# [Task]
Repeat each entry in the data, exactly.

# [Records contained in a dataset]

impl OffsetMap {
    /// Create a new empty offset map.
    pub fn new() -> Self {
        Self::default()
    }

    /// A map that sends every offset of `span` to itself.
    pub fn identity(span: Span) -> Self {
        let mut map = Self::new();
        map.push(span.start, span.start, span.len());
        map
    }

    /// Append a span. Returns `false` (and records nothing) when the span
    /// would overlap or precede the last span on either side.
    pub fn push(&mut self, synthetic: u32, original: u32, len: u32) -> bool {
        if len == 0 {
            return true;
        }
        if let Some(last) = self.spans.last() {
            if original < last.original + last.len {
                return false;
            }
        }
        self.insert(synthetic, original, len)
    }

    /// Append a span that follows every existing span on the synthetic side
    /// but may land anywhere on the original side. Returns `false` when it
    /// would overlap an existing span on either side.
    pub fn insert(&mut self, synthetic: u32, original: u32, len: u32) -> bool {
        if len == 0 {
            return true;
        }
        let pos = self
            .by_original
            .partition_point(|&i| self.spans[i].original < original);
        if let Some(last) = self.spans.last() {
            if synthetic < last.synthetic + last.len {
                return false;
            }
        }
        if pos > 0 {
            let before = &self.spans[self.by_original[pos - 1]];
            if before.original + before.len > original {
                return false;
            }
        }
        if let Some(&after) = self.by_original.get(pos) {
            if self.spans[after].original < original + len {
                return false;
            }
        }

        if let Some(last) = self.spans.last_mut() {
            if synthetic == last.synthetic + last.len && original == last.original + last.len {
                last.len += len;
                return true;
            }
        }
        self.spans.push(MappedSpan::new(synthetic, original, len));
        self.by_original.insert(pos, self.spans.len() - 1);
        true
    }

    /// Append every span of `other` moved by `delta` on the synthetic side.
    /// Spans that would overlap existing ones are dropped.
    pub fn append_shifted(&mut self, other: &OffsetMap, delta: u32) {
        for span in &other.spans {
            self.insert(span.synthetic + delta, span.original, span.len);
        }
    }

    /// Get all spans, in synthetic order.
    pub fn spans(&self) -> &[MappedSpan] {
        &self.spans
    }

    /// Check if the map has no spans.
    pub fn is_empty(&self) -> bool {
        self.spans.is_empty()
    }

    /// Get the number of spans.
    pub fn len(&self) -> usize {
        self.spans.len()
    }

    /// Whether the spans also ascend on the original side. Always true for
    /// maps built with `push` alone.
    pub fn is_monotonic(&self) -> bool {
        self.spans.windows(2).all(|pair| {
            pair[0].synthetic + pair[0].len <= pair[1].synthetic
                && pair[0].original + pair[0].len <= pair[1].original
        })
    }

    fn find_synthetic(&self, offset: u32) -> Option<&MappedSpan> {
        let idx = self
            .spans
            .partition_point(|s| s.synthetic + s.len <= offset);
        self.spans
            .get(idx)
            .filter(|s| s.synthetic <= offset && offset < s.synthetic + s.len)
    }

    fn find_original(&self, offset: u32) -> Option<&MappedSpan> {
        let idx = self.by_original.partition_point(|&i| {
            let s = &self.spans[i];
            s.original + s.len <= offset
        });
        self.by_original
            .get(idx)
            .map(|&i| &self.spans[i])
            .filter(|s| s.original <= offset && offset < s.original + s.len)
    }

    /// Map a synthetic offset to the original document.
    pub fn to_original(&self, synthetic: u32) -> Option<u32> {
        self.find_synthetic(synthetic)
            .map(|s| s.original + (synthetic - s.synthetic))
    }

    /// Map an original offset into the synthetic document.
    pub fn to_synthetic(&self, original: u32) -> Option<u32> {
        self.find_original(original)
            .map(|s| s.synthetic + (original - s.original))
    }

    /// Map an exclusive end offset from the synthetic side.
    fn end_to_original(&self, synthetic_end: u32) -> Option<u32> {
        let idx = self
            .spans
            .partition_point(|s| s.synthetic + s.len < synthetic_end);
        self.spans
            .get(idx)
            .filter(|s| s.synthetic < synthetic_end && synthetic_end <= s.synthetic + s.len)
            .map(|s| s.original + (synthetic_end - s.synthetic))
    }

    /// Map an exclusive end offset from the original side.
    fn end_to_synthetic(&self, original_end: u32) -> Option<u32> {
        let idx = self.by_original.partition_point(|&i| {
            let s = &self.spans[i];
            s.original + s.len < original_end
        });
        self.by_original
            .get(idx)
            .map(|&i| &self.spans[i])
            .filter(|s| s.original < original_end && original_end <= s.original + s.len)
            .map(|s| s.synthetic + (original_end - s.original))
    }

    /// Map a synthetic range. Both ends must be mapped.
    pub fn to_original_span(&self, span: Span) -> Option<Span> {
        let start = self.to_original(span.start)?;
        if span.is_empty() {
            return Some(Span::empty(start));
        }
        let end = self.end_to_original(span.end)?;
        (start <= end).then_some(Span::new(start, end))
    }

    /// Map the mapped part of a synthetic range, from its first mapped byte
    /// to the end of its last one. `None` when no byte of the range is
    /// mapped.
    pub fn clamp_to_original(&self, span: Span) -> Option<Span> {
        if span.is_empty() {
            return self.to_original(span.start).map(Span::empty);
        }
        let first = self
            .spans
            .partition_point(|s| s.synthetic + s.len <= span.start);
        let mut pieces = self.spans[first..]
            .iter()
            .take_while(|s| s.synthetic < span.end)
            .map(|s| {
                let start = span.start.max(s.synthetic) - s.synthetic;
                let end = span.end.min(s.synthetic + s.len) - s.synthetic;
                Span::new(s.original + start, s.original + end)
            });
        let head = pieces.next()?;
        let tail = pieces.last().unwrap_or(head);
        // Pieces moved ahead of earlier text keep only the first one.
        Some(if head.start <= tail.end {
            Span::new(head.start, tail.end)
        } else {
            head
        })
    }

    /// Map an original range. Both ends must be mapped.
    pub fn to_synthetic_span(&self, span: Span) -> Option<Span> {
        let start = self.to_synthetic(span.start)?;
        if span.is_empty() {
            return Some(Span::empty(start));
        }
        let end = self.end_to_synthetic(span.end)?;
        (start <= end).then_some(Span::new(start, end))
    }
}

# [Solution for this exercise]
impl OffsetMap {
    /// Create a new empty offset map.
    pub fn new() -> Self {
        Self::default()
    }

    /// A map that sends every offset of `span` to itself.
    pub fn identity(span: Span) -> Self {
        let mut map = Self::new();
        map.push(span.start, span.start, span.len());
        map
    }

    /// Append a span. Returns `false` (and records nothing) when the span
    /// would overlap or precede the last span on either side.
    pub fn push(&mut self, synthetic: u32, original: u32, len: u32) -> bool {
        if len == 0 {
            return true;
        }
        if let Some(last) = self.spans.last() {
            if original < last.original + last.len {
                return false;
            }
        }
        self.insert(synthetic, original, len)
    }

    /// Append a span that follows every existing span on the synthetic side
    /// but may land anywhere on the original side. Returns `false` when it
    /// would overlap an existing span on either side.
    pub fn insert(&mut self, synthetic: u32, original: u32, len: u32) -> bool {
        if len == 0 {
            return true;
        }
        let pos = self
            .by_original
            .partition_point(|&i| self.spans[i].original < original);
        if let Some(last) = self.spans.last() {
            if synthetic < last.synthetic + last.len {
                return false;
            }
        }
        if pos > 0 {
            let before = &self.spans[self.by_original[pos - 1]];
            if before.original + before.len > original {
                return false;
            }
        }
        if let Some(&after) = self.by_original.get(pos) {
            if self.spans[after].original < original + len {
                return false;
            }
        }

        if let Some(last) = self.spans.last_mut() {
            if synthetic == last.synthetic + last.len && original == last.original + last.len {
                last.len += len;
                return true;
            }
        }
        self.spans.push(MappedSpan::new(synthetic, original, len));
        self.by_original.insert(pos, self.spans.len() - 1);
        true
    }

    /// Append every span of `other` moved by `delta` on the synthetic side.
    /// Spans that would overlap existing ones are dropped.
    pub fn append_shifted(&mut self, other: &OffsetMap, delta: u32) {
        for span in &other.spans {
            self.insert(span.synthetic + delta, span.original, span.len);
        }
    }

    /// Get all spans, in synthetic order.
    pub fn spans(&self) -> &[MappedSpan] {
        &self.spans
    }

    /// Check if the map has no spans.
    pub fn is_empty(&self) -> bool {
        self.spans.is_empty()
    }

    /// Get the number of spans.
    pub fn len(&self) -> usize {
        self.spans.len()
    }

    /// Whether the spans also ascend on the original side. Always true for
    /// maps built with `push` alone.
    pub fn is_monotonic(&self) -> bool {
        self.spans.windows(2).all(|pair| {
            pair[0].synthetic + pair[0].len <= pair[1].synthetic
                && pair[0].original + pair[0].len <= pair[1].original
        })
    }

    fn find_synthetic(&self, offset: u32) -> Option<&MappedSpan> {
        let idx = self
            .spans
            .partition_point(|s| s.synthetic + s.len <= offset);
        self.spans
            .get(idx)
            .filter(|s| s.synthetic <= offset && offset < s.synthetic + s.len)
    }

    fn find_original(&self, offset: u32) -> Option<&MappedSpan> {
        let idx = self.by_original.partition_point(|&i| {
            let s = &self.spans[i];
            s.original + s.len <= offset
        });
        self.by_original
            .get(idx)
            .map(|&i| &self.spans[i])
            .filter(|s| s.original <= offset && offset < s.original + s.len)
    }

    /// Map a synthetic offset to the original document.
    pub fn to_original(&self, synthetic: u32) -> Option<u32> {
        self.find_synthetic(synthetic)
            .map(|s| s.original + (synthetic - s.synthetic))
    }

    /// Map an original offset into the synthetic document.
    pub fn to_synthetic(&self, original: u32) -> Option<u32> {
        self.find_original(original)
            .map(|s| s.synthetic + (original - s.original))
    }

    /// Map an exclusive end offset from the synthetic side.
    fn end_to_original(&self, synthetic_end: u32) -> Option<u32> {
        let idx = self
            .spans
            .partition_point(|s| s.synthetic + s.len < synthetic_end);
        self.spans
            .get(idx)
            .filter(|s| s.synthetic < synthetic_end && synthetic_end <= s.synthetic + s.len)
            .map(|s| s.original + (synthetic_end - s.synthetic))
    }

    /// Map an exclusive end offset from the original side.
    fn end_to_synthetic(&self, original_end: u32) -> Option<u32> {
        let idx = self.by_original.partition_point(|&i| {
            let s = &self.spans[i];
            s.original + s.len < original_end
        });
        self.by_original
            .get(idx)
            .map(|&i| &self.spans[i])
            .filter(|s| s.original < original_end && original_end <= s.original + s.len)
            .map(|s| s.synthetic + (original_end - s.original))
    }

    /// Map a synthetic range. Both ends must be mapped.
    pub fn to_original_span(&self, span: Span) -> Option<Span> {
        let start = self.to_original(span.start)?;
        if span.is_empty() {
            return Some(Span::empty(start));
        }
        let end = self.end_to_original(span.end)?;
        (start <= end).then_some(Span::new(start, end))
    }

    /// Map the mapped part of a synthetic range, from its first mapped byte
    /// to the end of its last one. `None` when no byte of the range is
    /// mapped.
    pub fn clamp_to_original(&self, span: Span) -> Option<Span> {
        if span.is_empty() {
            return self.to_original(span.start).map(Span::empty);
        }
        let first = self
            .spans
            .partition_point(|s| s.synthetic + s.len <= span.start);
        let mut pieces = self.spans[first..]
            .iter()
            .take_while(|s| s.synthetic < span.end)
            .map(|s| {
                let start = span.start.max(s.synthetic) - s.synthetic;
                let end = span.end.min(s.synthetic + s.len) - s.synthetic;
                Span::new(s.original + start, s.original + end)
            });
        let head = pieces.next()?;
        let tail = pieces.last().unwrap_or(head);
        // Pieces moved ahead of earlier text keep only the first one.
        Some(if head.start <= tail.end {
            Span::new(head.start, tail.end)
        } else {
            head
        })
    }

    /// Map an original range. Both ends must be mapped.
    pub fn to_synthetic_span(&self, span: Span) -> Option<Span> {
        let start = self.to_synthetic(span.start)?;
        if span.is_empty() {
            return Some(Span::empty(start));
        }
        let end = self.end_to_synthetic(span.end)?;
        (start <= end).then_some(Span::new(start, end))
    }
}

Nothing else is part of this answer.